澳大利亚莫纳什大学下属的澳大利亚再生医学研究所的助理教授Tiziano Barberi与Isabella Mengarelli博士首次分离并纯化了可发育为眼睛晶状体的胚胎组织——晶状体上皮细胞(lens epithelium)。
研究人员进一步可将这些前体细胞分化成晶体细胞,这将为在实验室中进行药物人体组织试验提供新的平台。
多能干细胞具有在人体中分化为任何细胞的能力,包括皮肤、血液和脑物质。一旦干细胞开始分化,研究者面临的挑战就是如何控制分化的过程,获得自己想要的特定细胞。
使用一种叫做荧光激活细胞分离法(FACS,fluorescence activated cell sorting),研究者可以将晶状体上皮细胞上表达的蛋白质标志物分辨出来,从而将这些细胞从培养物中分离出来。
助理教授Barberi说,这些研究成果将来可能带来用于治疗先天性白内障或者严重晶状体损伤导致的视力缺陷,而无需进行晶状体移植。
“在一定程度上来说,晶状体在移植后能够很好地痊愈。但是对于先天性白内障来说,缺陷是存在于基因里的,因此即使进行晶状体移植,原来的问题还是会再次发生。这一问题在发展中给国家尤其普遍,”他说。而现在,研究者则可以在实验室中培养更像人类眼睛的晶状体。
“在培养皿中培养的晶状体细胞与人类眼睛的晶状体细胞在组织上存在差异。下一步要模拟更接近自然状态进行培养。”Barberi说。

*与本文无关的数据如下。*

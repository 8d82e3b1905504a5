use std::path::PathBuf;

use tracing::warn;

use revpub_core::config::RevpubConfig;
use revpub_core::pattern::expand_pattern;
use revpub_core::{ArtifactRepository, PublishOutcome, Scheduled, UploadSource};
use revpub_types::ModuleRevisionId;

use crate::dispatch::open_repository;
use crate::table::CliTableTheme;

pub(crate) fn run_publish(
    config: &RevpubConfig,
    module: &str,
    overwrite: bool,
    files: &[String],
) -> Result<(), Box<dyn std::error::Error>> {
    let mrid: ModuleRevisionId = module.parse()?;
    let mut repo = open_repository(config)?;
    repo.begin_publish_transaction(mrid.clone())?;

    if let Err(e) = schedule_files(&mut repo, config, &mrid, overwrite, files) {
        discard(&mut repo);
        return Err(e);
    }

    let outcome = match repo.commit_publish_transaction() {
        Ok(outcome) => outcome,
        Err(e) => {
            discard(&mut repo);
            return Err(e.into());
        }
    };
    print_outcome(&mrid, &outcome);
    Ok(())
}

fn schedule_files(
    repo: &mut ArtifactRepository,
    config: &RevpubConfig,
    mrid: &ModuleRevisionId,
    overwrite: bool,
    files: &[String],
) -> Result<(), Box<dyn std::error::Error>> {
    for file in files {
        let path = PathBuf::from(file);
        if !path.is_file() {
            return Err(format!("not a file: {file}").into());
        }
        let artifact = path
            .file_name()
            .and_then(|n| n.to_str())
            .ok_or_else(|| format!("invalid file name: '{file}'"))?;
        let dest = expand_pattern(&config.publish.pattern, mrid, artifact);
        if repo.put(UploadSource::File(path.clone()), &dest, overwrite)? == Scheduled::Skipped {
            eprintln!("Skipped (already published): {dest}");
        }
    }
    Ok(())
}

fn discard(repo: &mut ArtifactRepository) {
    if let Err(e) = repo.abort_publish_transaction() {
        warn!(error = %e, "could not abort publish transaction");
    }
}

fn print_outcome(mrid: &ModuleRevisionId, outcome: &PublishOutcome) {
    let theme = CliTableTheme::detect();
    let mut table = theme.new_kv_table();
    theme.add_kv_row(&mut table, "Module", mrid);
    theme.add_kv_row(&mut table, "Files written", outcome.written);
    theme.add_kv_row(&mut table, "Files skipped", outcome.skipped.len());
    let revision = outcome
        .revision
        .map(|r| r.to_string())
        .unwrap_or_else(|| "- (nothing to commit)".to_string());
    theme.add_kv_row(&mut table, "Revision", revision);
    if let Some(rev) = outcome.alias_revision {
        theme.add_kv_row(&mut table, "Alias revision", rev);
    }
    println!("{table}");

    for (permanent, alias) in &outcome.aliased {
        println!("  {permanent} <- {alias}");
    }
    for skipped in &outcome.skipped {
        println!("  skipped {skipped}");
    }
}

Derivation of Multiple Cranial Tissues and Isolation of Lens Epithelium-Like Cells From Human Embryonic Stem Cells
Isabella Mengarelli and Tiziano Barberi
Human embryonic stem cells (hESCs) provide a powerful tool to investigate early events occurring during human embryonic development. In the present study, we induced differentiation of hESCs in conditions that allowed formation of neural and non-neural ectoderm and to a lesser extent mesoderm. These tissues are required for correct specification of the neural plate border, an early embryonic transient structure from which neural crest cells (NCs) and cranial placodes (CPs) originate. Although isolation of CP derivatives from hESCs has not been previously reported, isolation of hESC-derived NC-like cells has been already described. We performed a more detailed analysis of fluorescence-activated cell sorting (FACS)-purified cell populations using the surface antigens previously used to select hESC-derived NC-like cells, p75 and HNK-1, and uncovered their heterogeneous nature. In addition to the NC component, we identified a neural component within these populations using known surface markers, such as CD15 and FORSE1. We have further exploited this information to facilitate the isolation and purification by FACS of a CP derivative, the lens, from differentiating hESCs. Two surface markers expressed on lens cells, c-Met/HGFR and CD44, were used for positive selection of multiple populations with a simultaneous subtraction of the neural/NC component mediated by p75, HNK-1, and CD15. In particular, the c-Met/HGFR allowed early isolation of proliferative lens epithelium-like cells capable of forming lentoid bodies. Isolation of hESC-derived lens cells represents an important step toward the understanding of human lens development and regeneration and the devising of future therapeutic applications.